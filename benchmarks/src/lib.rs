//! Shared graph generators for mapcolor benchmark suites.
//!
//! All generators are deterministic so runs are comparable.

use mapcolor_kernel::graph::{ConstraintGraph, GraphBuilder};
use mapcolor_kernel::region::{regions_from_names, RegionState};

/// King's-move grid: each cell touches its 8 neighbors. Always 4-colorable,
/// and every interior region has degree 8, so it resembles a dense map.
///
/// # Panics
///
/// Never in practice; edges are generated in range.
#[must_use]
pub fn king_grid(rows: usize, cols: usize) -> ConstraintGraph {
    let idx = |r: usize, c: usize| r * cols + c;
    let mut builder = GraphBuilder::new(rows * cols);
    for r in 0..rows {
        for c in 0..cols {
            if c + 1 < cols {
                builder.add_edge(idx(r, c), idx(r, c + 1)).expect("in range");
            }
            if r + 1 < rows {
                builder.add_edge(idx(r, c), idx(r + 1, c)).expect("in range");
                if c + 1 < cols {
                    builder
                        .add_edge(idx(r, c), idx(r + 1, c + 1))
                        .expect("in range");
                }
                if c > 0 {
                    builder
                        .add_edge(idx(r, c), idx(r + 1, c - 1))
                        .expect("in range");
                }
            }
        }
    }
    builder.build()
}

/// Path of `tail` nodes hanging off a `K_5` at the end of the index order.
///
/// Unsatisfiable, and plain backtracking only discovers it after coloring
/// the whole path first.
///
/// # Panics
///
/// Never in practice; edges are generated in range.
#[must_use]
pub fn tail_then_k5(tail: usize) -> ConstraintGraph {
    let n = tail + 5;
    let mut builder = GraphBuilder::new(n);
    for i in 1..tail {
        builder.add_edge(i - 1, i).expect("in range");
    }
    for u in tail..n {
        for v in (u + 1)..n {
            builder.add_edge(u, v).expect("in range");
        }
    }
    if tail > 0 {
        builder.add_edge(tail - 1, tail).expect("in range");
    }
    builder.build()
}

/// Fresh regions named `R0..R{n-1}`.
#[must_use]
pub fn fresh_regions(node_count: usize) -> Vec<RegionState> {
    let names: Vec<String> = (0..node_count).map(|i| format!("R{i}")).collect();
    regions_from_names(&names)
}

/// Map text for `graph` with regions `R0..` and the given selector.
#[must_use]
pub fn map_text(graph: &ConstraintGraph, selector: char) -> String {
    let mut text = format!("{} {selector}\n", graph.node_count());
    for u in 0..graph.node_count() {
        let neighbors: Vec<String> = graph.neighbors(u).iter().map(|v| format!("R{v}")).collect();
        text.push_str(&format!("R{u}: {}.\n", neighbors.join(", ")));
    }
    text
}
■ ■ ■
Instructions to follow =>
In this listing, how many lines contain "selector"? Give the number without explanation.

Solution =>
3